🤖 AI Summary
Qualitative research interviews face challenges including high computational overhead, lack of process controllability, and steep configuration barriers for interview agents. Method: This paper proposes a lightweight, non-generative dialogue agent framework based on a rule-driven architecture that decouples front-end interaction from back-end logic control. It enables zero-code deployment of standardized interview protocols via an online management dashboard and supports structured data collection alongside quantitative analysis capabilities. Contribution/Results: The framework ensures dialogue controllability and reproducibility—critical for attitude tracking and behavioral change monitoring—and adopts an open-source design to facilitate cross-domain extension and iterative functionality enhancement. Empirical validation in two studies—expressive interviews on pandemic experiences and public surveys on neurotechnology attitudes—demonstrates significant reductions in deployment costs and marked improvements in data structuring, confirming the framework’s efficacy and generalizability.
📝 Abstract
We present a low-compute non-generative system for implementing interview-style conversational agents which can be used to facilitate qualitative data collection through controlled interactions and quantitative analysis.
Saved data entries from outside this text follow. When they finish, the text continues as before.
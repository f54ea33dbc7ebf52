//! Observable agent state, shared between running analyses and status readers.

use std::sync::Arc;

use chrono::{DateTime, Utc};
use parking_lot::RwLock;
use serde::Serialize;

/// What the orchestrator is doing right now.
#[derive(Debug, Clone, Copy, PartialEq, Eq, Serialize)]
#[serde(rename_all = "lowercase")]
pub enum Operation {
    /// Waiting for work.
    Idle,
    /// The most recent status update came from a starting analysis.
    Analyzing,
    /// The most recent analysis was cancelled.
    Cancelled,
}

/// Retry bookkeeping from the most recent analysis.
#[derive(Debug, Clone, PartialEq, Eq, Serialize)]
#[serde(rename_all = "camelCase")]
pub struct AnalysisState {
    /// Last provider or parse failure, cleared by a successful analysis.
    pub last_error: Option<String>,
    /// Retries used by the most recent analysis (attempts minus one).
    pub retry_count: u32,
    /// Configured retry limit.
    pub max_retries: u32,
}

/// The provider behind a live capability.
#[derive(Debug, Clone, PartialEq, Eq, Serialize)]
#[serde(rename_all = "camelCase")]
pub struct ProviderDetails {
    /// Backend name (`ollama`, `openai`, `llama_cpp`, ...).
    pub name: String,
    /// Model identifier.
    pub model: String,
    /// Concurrent inference slots.
    pub slots: usize,
}

/// Snapshot of the orchestrator's state.
#[derive(Debug, Clone, PartialEq, Serialize)]
#[serde(rename_all = "camelCase")]
pub struct AgentStatus {
    /// Whether a live provider is configured.
    pub available: bool,
    /// Why the provider is unavailable, if it is.
    pub error: Option<String>,
    /// Last state change.
    pub last_activity: DateTime<Utc>,
    /// Current operation.
    pub current_operation: Operation,
    /// Retry bookkeeping.
    pub analysis: AnalysisState,
    /// Provider details when available.
    pub provider: Option<ProviderDetails>,
}

/// Guarded, shareable [`AgentStatus`].
///
/// Clones share the same state. Every update is one short write-lock; the
/// last writer wins.
#[derive(Debug, Clone)]
pub struct StatusCell {
    inner: Arc<RwLock<AgentStatus>>,
}

impl StatusCell {
    /// Start idle with the given availability.
    #[must_use]
    pub fn new(
        available: bool,
        error: Option<String>,
        provider: Option<ProviderDetails>,
        max_retries: u32,
    ) -> Self {
        Self {
            inner: Arc::new(RwLock::new(AgentStatus {
                available,
                error,
                last_activity: Utc::now(),
                current_operation: Operation::Idle,
                analysis: AnalysisState {
                    last_error: None,
                    retry_count: 0,
                    max_retries,
                },
                provider,
            })),
        }
    }

    /// A copy of the current state.
    #[must_use]
    pub fn snapshot(&self) -> AgentStatus {
        self.inner.read().clone()
    }

    /// Mark an analysis as started.
    pub fn begin_analysis(&self) {
        let mut status = self.inner.write();
        status.current_operation = Operation::Analyzing;
        status.last_activity = Utc::now();
    }

    /// Mark an analysis as finished, recording its outcome.
    pub fn finish_analysis(&self, last_error: Option<String>, attempts: u32) {
        let mut status = self.inner.write();
        status.current_operation = Operation::Idle;
        status.last_activity = Utc::now();
        status.analysis.last_error = last_error;
        status.analysis.retry_count = attempts.saturating_sub(1);
    }

    /// Mark the running analysis as cancelled.
    pub fn mark_cancelled(&self) {
        let mut status = self.inner.write();
        status.current_operation = Operation::Cancelled;
        status.last_activity = Utc::now();
    }
}
//! Scripted in-process inference client.
//!
//! Replays a fixed sequence of outcomes (the last one repeats once the script
//! runs out) and records when each call happened. Used by tests and benches.

use std::collections::VecDeque;
use std::sync::atomic::{AtomicUsize, Ordering};
use std::time::Duration;

use async_trait::async_trait;
use parking_lot::Mutex;
use tokio::time::Instant;

use crate::client::InferenceClient;
use crate::error::InferenceError;
use crate::types::{InferenceOutcome, InferenceRequest, InferenceResponse};

/// An [`InferenceClient`] that plays back scripted outcomes.
pub struct ScriptedClient {
    script: Mutex<VecDeque<InferenceOutcome>>,
    last: Mutex<Option<InferenceOutcome>>,
    call_times: Mutex<Vec<Instant>>,
    prompts: Mutex<Vec<String>>,
    latency: Duration,
    concurrent: bool,
    in_flight: AtomicUsize,
    peak_in_flight: AtomicUsize,
}

impl ScriptedClient {
    /// Play `outcomes` in order, repeating the last one afterwards.
    #[must_use]
    pub fn from_script(outcomes: Vec<InferenceOutcome>) -> Self {
        Self {
            script: Mutex::new(outcomes.into()),
            last: Mutex::new(None),
            call_times: Mutex::new(Vec::new()),
            prompts: Mutex::new(Vec::new()),
            latency: Duration::ZERO,
            concurrent: true,
            in_flight: AtomicUsize::new(0),
            peak_in_flight: AtomicUsize::new(0),
        }
    }

    /// Always answer with `text`.
    #[must_use]
    pub fn succeeding(text: impl Into<String>) -> Self {
        Self::from_script(vec![Ok(InferenceResponse::text_only(text))])
    }

    /// Always fail with `err`.
    #[must_use]
    pub fn always_failing(err: InferenceError) -> Self {
        Self::from_script(vec![Err(err)])
    }

    /// Fail `failures` times with `err`, then answer with `text`.
    #[must_use]
    pub fn failing_then_succeeding(
        failures: usize,
        err: InferenceError,
        text: impl Into<String>,
    ) -> Self {
        let mut script: Vec<InferenceOutcome> = (0..failures).map(|_| Err(err.clone())).collect();
        script.push(Ok(InferenceResponse::text_only(text)));
        Self::from_script(script)
    }

    /// Simulate inference time on every call.
    #[must_use]
    pub fn with_latency(mut self, latency: Duration) -> Self {
        self.latency = latency;
        self
    }

    /// Report the provider as unable to serve concurrent requests.
    #[must_use]
    pub fn single_slot(mut self) -> Self {
        self.concurrent = false;
        self
    }

    /// Number of calls made so far.
    #[must_use]
    pub fn calls(&self) -> usize {
        self.call_times.lock().len()
    }

    /// Time between consecutive call starts.
    #[must_use]
    pub fn gaps(&self) -> Vec<Duration> {
        self.call_times
            .lock()
            .windows(2)
            .map(|pair| pair[1] - pair[0])
            .collect()
    }

    /// User prompts received, in call order.
    #[must_use]
    pub fn prompts(&self) -> Vec<String> {
        self.prompts.lock().clone()
    }

    /// Highest number of calls observed running at the same time.
    #[must_use]
    pub fn peak_in_flight(&self) -> usize {
        self.peak_in_flight.load(Ordering::SeqCst)
    }

    fn next_outcome(&self) -> InferenceOutcome {
        let next = self.script.lock().pop_front();
        let mut last = self.last.lock();
        match next {
            Some(outcome) => {
                *last = Some(outcome.clone());
                outcome
            }
            None => last
                .clone()
                .unwrap_or_else(|| Err(InferenceError::Unavailable("empty script".into()))),
        }
    }
}

#[async_trait]
impl InferenceClient for ScriptedClient {
    async fn invoke(&self, request: &InferenceRequest) -> InferenceOutcome {
        self.call_times.lock().push(Instant::now());
        self.prompts.lock().push(request.prompt().to_string());
        let now = self.in_flight.fetch_add(1, Ordering::SeqCst) + 1;
        self.peak_in_flight.fetch_max(now, Ordering::SeqCst);

        if !self.latency.is_zero() {
            tokio::time::sleep(self.latency).await;
        }
        let outcome = self.next_outcome();

        self.in_flight.fetch_sub(1, Ordering::SeqCst);
        outcome
    }

    fn supports_concurrent_inference(&self) -> bool {
        self.concurrent
    }

    fn name(&self) -> &str {
        "mock"
    }

    fn model(&self) -> &str {
        "scripted"
    }
}
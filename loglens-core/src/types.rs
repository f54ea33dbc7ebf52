//! Core data types: analysis input and the report handed back to callers.

use chrono::{DateTime, Utc};
use loglens_llm::ErrorKind;
use serde::Serialize;

use crate::error::OrchestrationError;
use crate::payload::AnalysisPayload;

// ---------------------------------------------------------------------------
// Input
// ---------------------------------------------------------------------------

/// One uploaded log file.
#[derive(Debug, Clone, PartialEq, Eq)]
pub struct InputFile {
    /// Original file name, as uploaded.
    pub name: String,
    /// Decoded text content.
    pub content: String,
}

impl InputFile {
    /// Create a file from already-decoded text.
    #[must_use]
    pub fn new(name: impl Into<String>, content: impl Into<String>) -> Self {
        Self {
            name: name.into(),
            content: content.into(),
        }
    }

    /// Create a file from raw bytes, replacing invalid UTF-8 sequences.
    #[must_use]
    pub fn from_bytes(name: impl Into<String>, bytes: &[u8]) -> Self {
        Self::new(name, String::from_utf8_lossy(bytes))
    }
}

/// The ordered set of files submitted for one analysis.
///
/// Order is upload order and is preserved in every report.
#[derive(Debug, Clone, Default, PartialEq, Eq)]
pub struct AnalysisInput {
    files: Vec<InputFile>,
}

impl AnalysisInput {
    /// Wrap `files`, keeping their order.
    #[must_use]
    pub fn new(files: Vec<InputFile>) -> Self {
        Self { files }
    }

    /// The files, in upload order.
    #[must_use]
    pub fn files(&self) -> &[InputFile] {
        &self.files
    }

    /// Number of files.
    #[must_use]
    pub fn len(&self) -> usize {
        self.files.len()
    }

    /// Whether no files were submitted.
    #[must_use]
    pub fn is_empty(&self) -> bool {
        self.files.is_empty()
    }

    /// File names, in upload order.
    pub fn names(&self) -> impl Iterator<Item = &str> {
        self.files.iter().map(|f| f.name.as_str())
    }

    /// Check the input can be analysed at all.
    ///
    /// # Errors
    /// [`OrchestrationError::NoInput`] for an empty batch,
    /// [`OrchestrationError::EmptyContent`] for the first file without content.
    pub fn validate(&self) -> Result<(), OrchestrationError> {
        if self.files.is_empty() {
            return Err(OrchestrationError::NoInput);
        }
        if let Some(empty) = self.files.iter().find(|f| f.content.is_empty()) {
            return Err(OrchestrationError::EmptyContent {
                name: empty.name.clone(),
            });
        }
        Ok(())
    }
}

impl From<Vec<InputFile>> for AnalysisInput {
    fn from(files: Vec<InputFile>) -> Self {
        Self::new(files)
    }
}

impl FromIterator<InputFile> for AnalysisInput {
    fn from_iter<I: IntoIterator<Item = InputFile>>(iter: I) -> Self {
        Self::new(iter.into_iter().collect())
    }
}

// ---------------------------------------------------------------------------
// Report
// ---------------------------------------------------------------------------

/// Which path produced a report.
#[derive(Debug, Clone, Copy, PartialEq, Eq, Serialize)]
#[serde(rename_all = "lowercase")]
pub enum ReportMode {
    /// Parsed from the language model's answer.
    Llm,
    /// Synthesised locally without a model.
    Fallback,
}

/// Why a report was produced in fallback mode.
#[derive(Debug, Clone, Copy, PartialEq, Eq, Serialize)]
pub enum DegradationReason {
    /// No live provider; the model was never called.
    #[serde(rename = "provider unavailable")]
    ProviderUnavailable,
    /// Every attempt failed.
    #[serde(rename = "retries exhausted")]
    RetriesExhausted,
    /// The model answered with something that is not an analysis object.
    #[serde(rename = "unparseable response")]
    UnparseableResponse,
}

impl std::fmt::Display for DegradationReason {
    fn fmt(&self, f: &mut std::fmt::Formatter<'_>) -> std::fmt::Result {
        f.write_str(match self {
            Self::ProviderUnavailable => "provider unavailable",
            Self::RetriesExhausted => "retries exhausted",
            Self::UnparseableResponse => "unparseable response",
        })
    }
}

/// Details attached to a fallback report explaining the degradation.
#[derive(Debug, Clone, PartialEq, Serialize)]
#[serde(rename_all = "camelCase")]
pub struct Diagnostics {
    /// Why the model's answer was not used.
    pub reason: DegradationReason,
    /// Message of the last provider or parse failure.
    pub last_error: Option<String>,
    /// Classification of the last provider failure.
    pub error_kind: Option<ErrorKind>,
    /// Provider calls made for this analysis.
    pub attempts: u32,
    /// When the degradation was decided.
    pub timestamp: DateTime<Utc>,
}

/// The outcome of one analysis.
#[derive(Debug, Clone, PartialEq, Serialize)]
pub struct Report {
    /// `llm` or `fallback`.
    pub mode: ReportMode,
    /// Process flow, graph and findings.
    pub analysis: AnalysisPayload,
    /// Human-readable recommendations.
    pub suggestions: Vec<String>,
    /// Present on degraded reports.
    #[serde(skip_serializing_if = "Option::is_none")]
    pub diagnostics: Option<Diagnostics>,
}

impl Report {
    /// A report built from a parsed model answer.
    #[must_use]
    pub fn from_llm(analysis: AnalysisPayload) -> Self {
        let suggestions = analysis.suggestions();
        Self {
            mode: ReportMode::Llm,
            analysis,
            suggestions,
            diagnostics: None,
        }
    }

    /// Attach degradation details.
    #[must_use]
    pub fn with_diagnostics(mut self, diagnostics: Diagnostics) -> Self {
        self.diagnostics = Some(diagnostics);
        self
    }

    /// Whether the model's answer was used.
    #[must_use]
    pub fn is_llm(&self) -> bool {
        self.mode == ReportMode::Llm
    }
}
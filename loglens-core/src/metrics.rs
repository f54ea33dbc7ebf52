//! Runtime counters for the orchestrator.
//!
//! Lock-free `AtomicU64` counters incremented on the analysis path and read
//! through [`OrchestratorCounters::snapshot`].

use std::sync::atomic::{AtomicU64, Ordering};

use serde::Serialize;

/// Atomic counters for analysis outcomes.
#[derive(Debug)]
pub struct OrchestratorCounters {
    /// Analyses that passed validation.
    pub analyses: AtomicU64,
    /// Reports built from a model answer.
    pub llm_reports: AtomicU64,
    /// Fallback reports produced without calling the provider.
    pub immediate_fallbacks: AtomicU64,
    /// Fallback reports produced after provider or parse failures.
    pub degraded_fallbacks: AtomicU64,
    /// Model answers that were not an analysis object.
    pub parse_failures: AtomicU64,
    /// Provider calls, including retries.
    pub provider_attempts: AtomicU64,
    /// Requests rejected for empty input or empty files.
    pub precondition_failures: AtomicU64,
    /// Analyses cancelled by the caller.
    pub cancellations: AtomicU64,
}

impl OrchestratorCounters {
    /// Create a new set of zeroed counters.
    #[must_use]
    pub const fn new() -> Self {
        Self {
            analyses: AtomicU64::new(0),
            llm_reports: AtomicU64::new(0),
            immediate_fallbacks: AtomicU64::new(0),
            degraded_fallbacks: AtomicU64::new(0),
            parse_failures: AtomicU64::new(0),
            provider_attempts: AtomicU64::new(0),
            precondition_failures: AtomicU64::new(0),
            cancellations: AtomicU64::new(0),
        }
    }

    pub(crate) fn bump(counter: &AtomicU64) {
        counter.fetch_add(1, Ordering::Relaxed);
    }

    /// Snapshot all counters for export.
    #[must_use]
    pub fn snapshot(&self) -> CounterSnapshot {
        CounterSnapshot {
            analyses: self.analyses.load(Ordering::Relaxed),
            llm_reports: self.llm_reports.load(Ordering::Relaxed),
            immediate_fallbacks: self.immediate_fallbacks.load(Ordering::Relaxed),
            degraded_fallbacks: self.degraded_fallbacks.load(Ordering::Relaxed),
            parse_failures: self.parse_failures.load(Ordering::Relaxed),
            provider_attempts: self.provider_attempts.load(Ordering::Relaxed),
            precondition_failures: self.precondition_failures.load(Ordering::Relaxed),
            cancellations: self.cancellations.load(Ordering::Relaxed),
        }
    }
}

impl Default for OrchestratorCounters {
    fn default() -> Self {
        Self::new()
    }
}

/// A snapshot of counter values at a point in time.
#[derive(Debug, Clone, Copy, Default, PartialEq, Eq, Serialize)]
#[serde(rename_all = "camelCase")]
pub struct CounterSnapshot {
    /// Analyses that passed validation.
    pub analyses: u64,
    /// Reports built from a model answer.
    pub llm_reports: u64,
    /// Fallbacks without a provider call.
    pub immediate_fallbacks: u64,
    /// Fallbacks after failures.
    pub degraded_fallbacks: u64,
    /// Unparseable model answers.
    pub parse_failures: u64,
    /// Provider calls, including retries.
    pub provider_attempts: u64,
    /// Rejected requests.
    pub precondition_failures: u64,
    /// Cancelled analyses.
    pub cancellations: u64,
}

impl CounterSnapshot {
    /// Format as Prometheus-compatible text.
    #[must_use]
    pub fn to_prometheus(&self) -> String {
        let rows = [
            ("analyses", "Analyses started", self.analyses),
            ("llm_reports", "Reports built from a model answer", self.llm_reports),
            (
                "immediate_fallbacks",
                "Fallbacks without a provider call",
                self.immediate_fallbacks,
            ),
            (
                "degraded_fallbacks",
                "Fallbacks after provider or parse failures",
                self.degraded_fallbacks,
            ),
            ("parse_failures", "Unparseable model answers", self.parse_failures),
            ("provider_attempts", "Provider calls including retries", self.provider_attempts),
            ("precondition_failures", "Rejected analysis requests", self.precondition_failures),
            ("cancellations", "Cancelled analyses", self.cancellations),
        ];

        let mut out = String::new();
        for (name, help, value) in rows {
            out.push_str(&format!(
                "# HELP loglens_{name}_total {help}\n\
                 # TYPE loglens_{name}_total counter\n\
                 loglens_{name}_total {value}\n"
            ));
        }
        out
    }
}
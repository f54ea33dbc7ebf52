//! LLM-free analysis used whenever the model's answer is unavailable.
//!
//! The output depends only on the file names and their order, so the same
//! input always yields the same report.

use serde_json::{Value, json};

use crate::payload::AnalysisPayload;
use crate::types::{AnalysisInput, Report, ReportMode};

/// Message placed in `bottlenecks.message` of every fallback report.
pub const BASIC_MODE_MESSAGE: &str = "Basic analysis mode - LLM analysis not available";

/// The single suggestion of every fallback report.
pub const ENABLE_LLM_SUGGESTION: &str = "Enable LLM for detailed analysis";

/// Build a basic report from the file names alone.
///
/// One node per file, edges linking consecutive files, no bottlenecks.
/// No diagnostics are attached; the orchestrator adds them when it degrades.
#[must_use]
pub fn analyze_basic(input: &AnalysisInput) -> Report {
    let names: Vec<&str> = input.names().collect();

    let nodes: Vec<Value> = names
        .iter()
        .enumerate()
        .map(|(i, name)| json!({ "id": i.to_string(), "label": name, "type": "file" }))
        .collect();

    let edges: Vec<Value> = (1..names.len())
        .map(|i| {
            json!({
                "id": format!("e{}", i - 1),
                "source": (i - 1).to_string(),
                "target": i.to_string(),
            })
        })
        .collect();

    let analysis = AnalysisPayload {
        process_flow: json!(names),
        nodes: Value::Array(nodes),
        edges: Value::Array(edges),
        bottlenecks: json!({ "identified": false, "message": BASIC_MODE_MESSAGE }),
        optimization: json!({ "suggestions": [ENABLE_LLM_SUGGESTION] }),
        details: json!({ "filesAnalyzed": names, "mode": "basic" }),
        extra: serde_json::Map::new(),
    };

    Report {
        mode: ReportMode::Fallback,
        analysis,
        suggestions: vec![ENABLE_LLM_SUGGESTION.to_string()],
        diagnostics: None,
    }
}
Use cases include applications to tracking attitude formation or behavior change, where control or standardization over the conversational flow is desired. We show how our system can be easily adjusted through an online administrative panel to create new interviews, making the tool accessible without coding. Two case studies are presented as example applications, one regarding the Expressive Interviewing system for COVID-19 and the other a semi-structured interview to survey public opinion on emerging neurotechnology. Our code is open-source, allowing others to build off of our work and develop extensions for additional functionality.